DCC Data Element Specifications

General Notes on Data Elements

Column Order and Case

Column order and case must match the data file specification order/case.

Data Elements Containing Identifiers

Certain data elements described in the submission manual are regarded as "identifiers". Examples include:

  • Donor: "donor_id"
  • Specimen: "specimen_id"
  • Sample: "sample_id"
  • Primary analysis files: "analysis_id"'

In general, the following rules apply to identifiers:

  • these identifiers should be values that uniquely identify the entity they refer to (eg: a donor, a SSM, an analysis run)
  • the identifier's value should be globally unique within a centre's data submissions.
  • identifiers referring to the same entities should be consistent across prepared submission files. For example, the same analyzed sample should not be assigned different identifiers across multiple analysis types, or in subsequent data submissions.
  • Columns considered to be identifier data elements are highlighted in green in the data file specification.
  • Identifiers cannot begin with DO, SA or SP*. These prefixes are reserved for ICGC IDs.
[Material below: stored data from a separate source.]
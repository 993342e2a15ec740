//! Doc RAG Chatbot CLI
//!
//! Ask questions about a document and get answers grounded in its text.

use anyhow::{Context, Result};
use clap::{Parser, Subcommand};
use doc_rag_chatbot::{
    chat,
    chunker::Chunk,
    config::Config,
    document::Document,
    llm::GeminiClient,
    persistence::{cache_exists, file_size, load},
    session::RagSession,
};
use std::path::{Path, PathBuf};
use std::time::Instant;
use tokio::io::BufReader;
use tracing::Level;
use tracing_subscriber::FmtSubscriber;

/// Doc RAG Chatbot - retrieval-augmented question answering over one document
#[derive(Parser)]
#[command(name = "rag-chatbot")]
#[command(author, version, about, long_about = None)]
struct Cli {
    /// Verbosity level (-v info, -vv debug, -vvv trace)
    #[arg(short, long, global = true, action = clap::ArgAction::Count)]
    verbose: u8,

    #[command(subcommand)]
    command: Commands,
}

#[derive(Subcommand)]
enum Commands {
    /// Chunk a document and build its embedding cache
    Index {
        /// Path to the document (PDF or text file)
        document: PathBuf,
    },

    /// Chat with a document interactively
    Chat {
        /// Path to the document (PDF or text file)
        document: PathBuf,
    },

    /// Ask a single question about a document
    Ask {
        /// Path to the document (PDF or text file)
        document: PathBuf,

        /// The question
        question: String,

        /// Print the retrieved chunks with their similarity scores
        #[arg(long)]
        show_context: bool,
    },

    /// Show information about the cache files
    Info,

    /// Test the Gemini connection
    Test,
}

#[tokio::main]
async fn main() -> Result<()> {
    dotenvy::dotenv().ok();
    let cli = Cli::parse();
    init_logging(cli.verbose)?;

    match cli.command {
        Commands::Index { document } => cmd_index(document).await,
        Commands::Chat { document } => cmd_chat(document).await,
        Commands::Ask {
            document,
            question,
            show_context,
        } => cmd_ask(document, question, show_context).await,
        Commands::Info => cmd_info(),
        Commands::Test => cmd_test().await,
    }
}

fn init_logging(verbose: u8) -> Result<()> {
    let log_level = match verbose {
        0 => Level::WARN,
        1 => Level::INFO,
        2 => Level::DEBUG,
        _ => Level::TRACE,
    };

    let subscriber = FmtSubscriber::builder()
        .with_max_level(log_level)
        .with_writer(std::io::stderr)
        .finish();

    tracing::subscriber::set_global_default(subscriber)?;
    Ok(())
}

async fn open_session(document_path: &Path) -> Result<RagSession<GeminiClient, GeminiClient>> {
    let config = Config::load().context("Failed to load configuration")?;
    config.validate().context("Invalid configuration")?;

    let document = Document::load(document_path).context("Failed to load document")?;
    println!(
        "  Document: {} ({} pages, {} characters)",
        document.name,
        document.page_count(),
        document.char_count()
    );

    let client = GeminiClient::new(config.llm.clone());
    let session = RagSession::open(config, &document, client.clone(), client)
        .await
        .context("Failed to prepare document index")?;

    Ok(session)
}

async fn cmd_index(document_path: PathBuf) -> Result<()> {
    println!("Indexing document: {}", document_path.display());
    let start = Instant::now();

    let session = open_session(&document_path).await?;
    let config = session.config();

    println!("\nIndex ready ({:?}):", session.cache_state());
    println!("  Chunks:      {}", session.chunks().len());
    println!(
        "  Chunking:    {} chars, {} overlap",
        config.rag.chunk_size, config.rag.chunk_overlap
    );
    println!("  Model:       {}", config.llm.embedding_model);
    println!("  Time:        {:.2?}", start.elapsed());

    let embeddings_path = config.cache.embeddings_path();
    let size = file_size(&embeddings_path)?;
    println!("\nEmbeddings saved to: {}", embeddings_path.display());
    println!("  File size: {:.1} KB", size as f64 / 1024.0);

    Ok(())
}

async fn cmd_chat(document_path: PathBuf) -> Result<()> {
    println!("Loading document: {}", document_path.display());
    let session = open_session(&document_path).await?;

    println!("{}", "─".repeat(60));
    println!(
        "Ask about '{}'. Type '{}' to quit.",
        session.document_name(),
        chat::QUIT_TOKEN
    );
    println!("{}", "─".repeat(60));

    let input = BufReader::new(tokio::io::stdin());
    let stats = chat::run(&session, input, &mut std::io::stdout())
        .await
        .context("Chat loop failed")?;

    println!(
        "Answered {} question(s), {} failed.",
        stats.answered, stats.failed
    );

    Ok(())
}

async fn cmd_ask(document_path: PathBuf, question: String, show_context: bool) -> Result<()> {
    let session = open_session(&document_path).await?;

    if show_context {
        let hits = session
            .search(&question, session.config().rag.top_k)
            .await
            .context("Retrieval failed")?;

        println!("\nRetrieved context:");
        println!("{}", "─".repeat(60));
        for (i, hit) in hits.iter().enumerate() {
            let score = hit
                .score
                .map(|s| format!("{:.4}", s))
                .unwrap_or_else(|| "n/a".to_string());
            println!("{:>2}. chunk {} (similarity {})", i + 1, hit.index, score);
            let preview: String = hit.text.chars().take(200).collect();
            for line in preview.lines().take(3) {
                println!("      {}", line);
            }
            if hit.text.chars().count() > 200 {
                println!("      ...");
            }
        }
        println!("{}", "─".repeat(60));
    }

    let start = Instant::now();
    let answer = session.ask(&question).await.context("Answering failed")?;

    println!("\n{}", answer);
    println!("\n(answered in {:.2?})", start.elapsed());

    Ok(())
}

fn cmd_info() -> Result<()> {
    let config = Config::load().context("Failed to load configuration")?;
    let chunks_path = config.cache.chunks_path();
    let embeddings_path = config.cache.embeddings_path();

    if !cache_exists(&embeddings_path) {
        anyhow::bail!(
            "No embedding cache at '{}'. Run 'index' command first.",
            embeddings_path.display()
        );
    }

    let embeddings: Vec<Vec<f32>> = load(&embeddings_path).context("Failed to load embeddings")?;
    let dimension = embeddings.first().map(Vec::len).unwrap_or(0);
    let zero_vectors = embeddings
        .iter()
        .filter(|v| v.iter().all(|x| *x == 0.0))
        .count();

    println!("Cache Information");
    println!("{}", "─".repeat(40));
    if cache_exists(&chunks_path) {
        let chunks: Vec<Chunk> = load(&chunks_path).context("Failed to load chunks")?;
        println!("  Chunks:       {}", chunks.len());
        println!("  Chunks path:  {}", chunks_path.display());
    }
    println!("  Embeddings:   {}", embeddings.len());
    println!("  Dimension:    {}", dimension);
    println!("  Zero vectors: {}", zero_vectors);
    println!(
        "  File size:    {:.1} KB",
        file_size(&embeddings_path)? as f64 / 1024.0
    );
    println!("  Cache path:   {}", embeddings_path.display());

    Ok(())
}

async fn cmd_test() -> Result<()> {
    println!("Testing Gemini connection...\n");

    let config = Config::load().context("Failed to load configuration")?;

    println!("Configuration:");
    println!("  API Base:  {}", config.llm.api_base);
    println!("  Model:     {}", config.llm.model);
    println!(
        "  API Key:   {}...",
        config.llm.api_key.chars().take(8).collect::<String>()
    );
    println!();

    if let Err(e) = config.validate() {
        println!("Configuration error: {}", e);
        return Ok(());
    }

    let client = GeminiClient::new(config.llm);

    println!("Sending test request...");
    match client.test_connection().await {
        Ok(()) => println!("Connection successful!"),
        Err(e) => println!("Connection failed: {}", e),
    }

    Ok(())
}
The same identifier value should not be re-used to refer to two different entities, but can occur more than once within submission files when used to refer to the same entity.

Missing or Unknown Values

When preparing submission files, providing a null value (or empty string) for any of the required data elements is not valid.

For any of the data elements described (excluding those containing identifiers) where a value cannot be provided, the following reserve codes should be used in place of a null value:

Code Meaning
-888 "not applicable"
-777 "data verified to be unknown"
  • 'N/A Valid' indicates the field accepts -777 or -888 reserve codes
  • 'N/A Invalid' indicates the field does not accept -777 or -888 reserve codes. A valid value must be provided

Examples:

  • The verification_status data element is submitted as "tested and not valid". The appropriate value to enter in the "validation_platform" is -888 since platform information is not applicable in this case.
  • A variation algorithm was not used, so the "variation_algorithm" data element can be submitted as -888 (not applicable)
  • The stable gene ID for a given mutation/variant is unknown. The data element "gene_stable_id" can be submitted as -777 (data verified to be unknown)

Cross-field validation and regular expression restrictions:

Regular expressions (in Java format) specifying the exact format required, as well as examples for certain data elements are provided to help the submitter conform their data to the DCC Data Element specifications. In addition, as of Release 15, DCC has implemented "script restrictions" using MVEL, to ensure cross-field validation checks. For the advanced user, you will be able to see the actual cross-field validation scripts in the JSON format of the DCC Data Element specification. There is also text in the HTML data file specification tables explaining the different types of restrictions put into place to help the submitter ensure their data is valid.